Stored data
■ ■ ■

//! Key/value universe shared by every candidate and phase.

use std::collections::HashSet;
use std::fmt;

use rand::Rng;
use tracing::debug;

use crate::error::{BenchError, Result};

/// Width of every formatted key, in bytes.
pub const KEY_WIDTH: usize = 16;

/// Keys are drawn from `[0, KEY_SPACE)`.
pub const KEY_SPACE: i64 = 10_000_000_000_000_000;

/// Byte projection of a key, consumed by byte-oriented candidates.
pub type RawKey = [u8; KEY_WIDTH];

/// Value stored alongside a key: the key's source integer.
pub type Value = i64;

/// Zero-padded decimal key.
///
/// Fixed width plus zero padding make byte order equal numeric order, so the
/// derived `Ord` is the numeric order of the source integers.
#[derive(Clone, Copy, PartialEq, Eq, PartialOrd, Ord, Hash)]
pub struct Key(RawKey);

impl Key {
    /// Format `value` as a key, rejecting anything that does not land on
    /// exactly [`KEY_WIDTH`] digits.
    pub fn from_int(value: i64) -> Result<Self> {
        let text = format!("{value:0width$}", width = KEY_WIDTH);
        if value < 0 || text.len() != KEY_WIDTH {
            return Err(BenchError::MalformedKey {
                value,
                width: text.len(),
                expected: KEY_WIDTH,
            });
        }
        let mut raw = [0u8; KEY_WIDTH];
        raw.copy_from_slice(text.as_bytes());
        Ok(Self(raw))
    }

    /// Rebuild a key from its byte projection.
    #[inline]
    pub fn from_raw(raw: RawKey) -> Self {
        Self(raw)
    }

    #[inline]
    pub fn as_raw(&self) -> &RawKey {
        &self.0
    }

    #[inline]
    pub fn as_bytes(&self) -> &[u8] {
        &self.0
    }
}

impl fmt::Display for Key {
    fn fmt(&self, f: &mut fmt::Formatter<'_>) -> fmt::Result {
        f.write_str(&String::from_utf8_lossy(&self.0))
    }
}

impl fmt::Debug for Key {
    fn fmt(&self, f: &mut fmt::Formatter<'_>) -> fmt::Result {
        write!(f, "Key({self})")
    }
}

/// Immutable key/value pair.
#[derive(Clone, Copy, Debug, PartialEq, Eq)]
pub struct Record {
    pub key: Key,
    pub value: Value,
}

impl Record {
    /// Record whose key encodes `value` and whose value is `value`.
    pub fn from_int(value: i64) -> Result<Self> {
        Ok(Self {
            key: Key::from_int(value)?,
            value,
        })
    }

    #[inline]
    pub fn from_raw(raw: RawKey, value: Value) -> Self {
        Self {
            key: Key::from_raw(raw),
            value,
        }
    }
}

/// The record and raw key at one dataset index.
///
/// Candidates read whichever representation they store natively.
#[derive(Clone, Copy, Debug)]
pub struct Probe<'a> {
    pub record: &'a Record,
    pub raw: &'a RawKey,
}

impl Probe<'_> {
    #[inline]
    pub fn key(&self) -> &Key {
        &self.record.key
    }

    #[inline]
    pub fn value(&self) -> Value {
        self.record.value
    }
}

/// N records plus their raw key projection, index-aligned at all times.
#[derive(Clone, Debug, Default)]
pub struct Dataset {
    records: Vec<Record>,
    raw: Vec<RawKey>,
}

impl Dataset {
    /// Build a dataset from explicit source integers, in the given order.
    pub fn from_values(values: impl IntoIterator<Item = i64>) -> Result<Self> {
        let records = values
            .into_iter()
            .map(Record::from_int)
            .collect::<Result<Vec<_>>>()?;
        let dataset = Self::from_records(records);
        dataset.verify_distinct()?;
        Ok(dataset)
    }

    fn from_records(records: Vec<Record>) -> Self {
        let raw = records.iter().map(|r| *r.key.as_raw()).collect();
        Self { records, raw }
    }

    pub fn len(&self) -> usize {
        self.records.len()
    }

    pub fn is_empty(&self) -> bool {
        self.records.is_empty()
    }

    pub fn records(&self) -> &[Record] {
        &self.records
    }

    pub fn raw_keys(&self) -> &[RawKey] {
        &self.raw
    }

    #[inline]
    pub fn probe(&self, index: usize) -> Probe<'_> {
        Probe {
            record: &self.records[index],
            raw: &self.raw[index],
        }
    }

    /// Check that no key appears twice and that the raw projection matches.
    pub fn verify_distinct(&self) -> Result<()> {
        let mut seen = HashSet::with_capacity(self.records.len());
        for (index, (record, raw)) in self.records.iter().zip(&self.raw).enumerate() {
            if !seen.insert(record.key) || record.key.as_raw() != raw {
                return Err(BenchError::DuplicateKey {
                    key: record.key,
                    index,
                });
            }
        }
        Ok(())
    }

    pub(crate) fn records_mut(&mut self) -> &mut Vec<Record> {
        &mut self.records
    }

    pub(crate) fn swap(&mut self, i: usize, j: usize) {
        self.records.swap(i, j);
        self.raw.swap(i, j);
    }

    pub(crate) fn rebuild_raw(&mut self) {
        self.raw.clear();
        self.raw.extend(self.records.iter().map(|r| *r.key.as_raw()));
    }
}

/// Draw `n` distinct keys uniformly from `[0, KEY_SPACE)`.
///
/// Collisions are rejected and redrawn, so the loop terminates for any `n`
/// that is small relative to the key space.
pub fn generate<R: Rng + ?Sized>(n: usize, rng: &mut R) -> Result<Dataset> {
    if n as u128 > KEY_SPACE as u128 {
        return Err(BenchError::KeySpaceExhausted {
            requested: n,
            space: KEY_SPACE,
        });
    }

    let mut seen: HashSet<i64> = HashSet::with_capacity(n);
    let mut records = Vec::with_capacity(n);
    let mut collisions = 0usize;
    while records.len() < n {
        let value = rng.gen_range(0..KEY_SPACE);
        if !seen.insert(value) {
            collisions += 1;
            continue;
        }
        records.push(Record::from_int(value)?);
    }

    debug!(count = n, collisions, "generated dataset");
    Ok(Dataset::from_records(records))
}
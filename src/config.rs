//! Run configuration.

use clap::ValueEnum;

use crate::measure::{JemallocSampler, MemorySampler, NoopSampler, RssSampler};

pub const DEFAULT_COUNT: usize = 1_000_000;
pub const DEFAULT_DEGREE: usize = 32;

/// Where memory figures come from.
#[derive(Clone, Copy, Debug, Default, PartialEq, Eq, ValueEnum)]
pub enum MemoryMode {
    /// Bytes allocated through jemalloc.
    #[default]
    Jemalloc,
    /// Resident set size of the process.
    Rss,
    /// No memory columns.
    Off,
}

impl MemoryMode {
    pub fn sampler(self) -> Box<dyn MemorySampler> {
        match self {
            MemoryMode::Jemalloc => Box::new(JemallocSampler),
            MemoryMode::Rss => Box::new(RssSampler),
            MemoryMode::Off => Box::new(NoopSampler),
        }
    }
}

/// Phase groups that can be switched off. All on by default.
#[derive(Clone, Copy, Debug, PartialEq, Eq)]
pub struct PhaseGroups {
    pub sequential: bool,
    pub random: bool,
    pub delete: bool,
    pub hints: bool,
    pub pivot: bool,
    pub scan: bool,
}

impl Default for PhaseGroups {
    fn default() -> Self {
        Self {
            sequential: true,
            random: true,
            delete: true,
            hints: true,
            pivot: true,
            scan: true,
        }
    }
}

#[derive(Clone, Debug)]
pub struct BenchConfig {
    /// Dataset size, and the op count of every phase.
    pub count: usize,
    /// Fanout handed to `Candidate::construct`.
    pub degree: usize,
    /// Fixed seed for dataset and orderings; drawn from entropy when unset.
    pub seed: Option<u64>,
    pub memory: MemoryMode,
    /// Candidate labels to run; empty runs all of them.
    pub candidates: Vec<String>,
    /// When non-empty, run the degree sweep instead of the phase sequence.
    pub sweep: Vec<usize>,
    pub groups: PhaseGroups,
}

impl Default for BenchConfig {
    fn default() -> Self {
        Self {
            count: DEFAULT_COUNT,
            degree: DEFAULT_DEGREE,
            seed: None,
            memory: MemoryMode::default(),
            candidates: Vec::new(),
            sweep: Vec::new(),
            groups: PhaseGroups::default(),
        }
    }
}
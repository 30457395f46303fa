//! # ordbench
//!
//! Comparative micro-benchmarks for ordered key-value containers.
//!
//! One dataset of distinct 16-byte decimal keys is generated per run. Every
//! registered [`Candidate`] then goes through the same fixed phase sequence
//! (inserts, lookups, deletes, pivot ranges and a full scan) with identical
//! orderings, and each phase becomes one line of the console report.
//!
//! ## Example
//!
//! ```rust
//! use ordbench::{BenchConfig, MemoryMode};
//!
//! let config = BenchConfig {
//!     count: 1_000,
//!     seed: Some(7),
//!     memory: MemoryMode::Off,
//!     ..BenchConfig::default()
//! };
//! let reporter = ordbench::run(&config).unwrap();
//! assert!(!reporter.rows().is_empty());
//! ```

use rand::rngs::StdRng;
use rand::{Rng, SeedableRng};
use tracing::{info, warn};

pub mod art;
pub mod btree;
pub mod candidate;
pub mod candidates;
pub mod config;
pub mod dataset;
pub mod error;
pub mod measure;
pub mod order;
pub mod phase;
pub mod report;

#[cfg(test)]
mod proptests;

pub use candidate::{Candidate, Capabilities, PathHint, Registry};
pub use config::{BenchConfig, MemoryMode, PhaseGroups};
pub use dataset::{Dataset, Key, Probe, Record};
pub use error::{BenchError, Result};
pub use phase::PhaseRunner;
pub use report::Reporter;

/// What a run produced. `error` is the fatal violation that stopped it, if
/// any; `reporter` still holds every row measured before that point.
#[derive(Debug)]
pub struct RunOutput {
    pub seed: u64,
    pub reporter: Reporter,
    pub error: Option<BenchError>,
}

/// Generate the dataset, run the selected candidates, and return the
/// collected rows for rendering.
pub fn run(config: &BenchConfig) -> Result<Reporter> {
    let registry = select(config)?;
    let output = execute(config, &registry)?;
    match output.error {
        Some(err) => Err(err),
        None => Ok(output.reporter),
    }
}

/// Run `registry` against a fresh dataset. Only dataset generation fails
/// through the outer `Result`; a candidate failing mid-run ends up in
/// [`RunOutput::error`].
pub fn execute(config: &BenchConfig, registry: &Registry) -> Result<RunOutput> {
    let seed = match config.seed {
        Some(seed) => seed,
        None => {
            let seed: u64 = rand::random();
            warn!(seed, "no seed given, pass --seed {seed} to reproduce this run");
            seed
        }
    };
    info!(seed, count = config.count, "generating dataset");

    let mut rng = StdRng::seed_from_u64(seed);
    let mut dataset = dataset::generate(config.count, &mut rng)?;
    let controller = order::OrderController::new(rng.gen());

    let recorder = measure::Recorder::new(config.memory.sampler());
    let mut runner = PhaseRunner::new(config, &mut dataset, controller, recorder);
    let error = runner.run(registry).err();
    Ok(RunOutput {
        seed,
        reporter: runner.finish(),
        error,
    })
}

/// The standard registry narrowed to `config.candidates`, when given.
pub fn select(config: &BenchConfig) -> Result<Registry> {
    let mut registry = Registry::standard();
    if config.candidates.is_empty() {
        return Ok(registry);
    }

    let known = registry.labels();
    let unknown: Vec<&String> = config
        .candidates
        .iter()
        .filter(|c| !known.contains(&c.as_str()))
        .collect();
    if !unknown.is_empty() {
        warn!(?unknown, ?known, "ignoring unknown candidates");
    }

    registry.retain(&config.candidates);
    if registry.is_empty() {
        return Err(BenchError::NoCandidates {
            requested: config.candidates.clone(),
        });
    }
    Ok(registry)
}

■ ■ ■

What needs to be done: Write out only the lines from the very start of the entries above to the line that includes "Record whose key", both ends included, each one unchanged.

Response to the exercise:
//! Key/value universe shared by every candidate and phase.

use std::collections::HashSet;
use std::fmt;

use rand::Rng;
use tracing::debug;

use crate::error::{BenchError, Result};

/// Width of every formatted key, in bytes.
pub const KEY_WIDTH: usize = 16;

/// Keys are drawn from `[0, KEY_SPACE)`.
pub const KEY_SPACE: i64 = 10_000_000_000_000_000;

/// Byte projection of a key, consumed by byte-oriented candidates.
pub type RawKey = [u8; KEY_WIDTH];

/// Value stored alongside a key: the key's source integer.
pub type Value = i64;

/// Zero-padded decimal key.
///
/// Fixed width plus zero padding make byte order equal numeric order, so the
/// derived `Ord` is the numeric order of the source integers.
#[derive(Clone, Copy, PartialEq, Eq, PartialOrd, Ord, Hash)]
pub struct Key(RawKey);

impl Key {
    /// Format `value` as a key, rejecting anything that does not land on
    /// exactly [`KEY_WIDTH`] digits.
    pub fn from_int(value: i64) -> Result<Self> {
        let text = format!("{value:0width$}", width = KEY_WIDTH);
        if value < 0 || text.len() != KEY_WIDTH {
            return Err(BenchError::MalformedKey {
                value,
                width: text.len(),
                expected: KEY_WIDTH,
            });
        }
        let mut raw = [0u8; KEY_WIDTH];
        raw.copy_from_slice(text.as_bytes());
        Ok(Self(raw))
    }

    /// Rebuild a key from its byte projection.
    #[inline]
    pub fn from_raw(raw: RawKey) -> Self {
        Self(raw)
    }

    #[inline]
    pub fn as_raw(&self) -> &RawKey {
        &self.0
    }

    #[inline]
    pub fn as_bytes(&self) -> &[u8] {
        &self.0
    }
}

impl fmt::Display for Key {
    fn fmt(&self, f: &mut fmt::Formatter<'_>) -> fmt::Result {
        f.write_str(&String::from_utf8_lossy(&self.0))
    }
}

impl fmt::Debug for Key {
    fn fmt(&self, f: &mut fmt::Formatter<'_>) -> fmt::Result {
        write!(f, "Key({self})")
    }
}

/// Immutable key/value pair.
#[derive(Clone, Copy, Debug, PartialEq, Eq)]
pub struct Record {
    pub key: Key,
    pub value: Value,
}

impl Record {
    /// Record whose key encodes `value` and whose value is `value`.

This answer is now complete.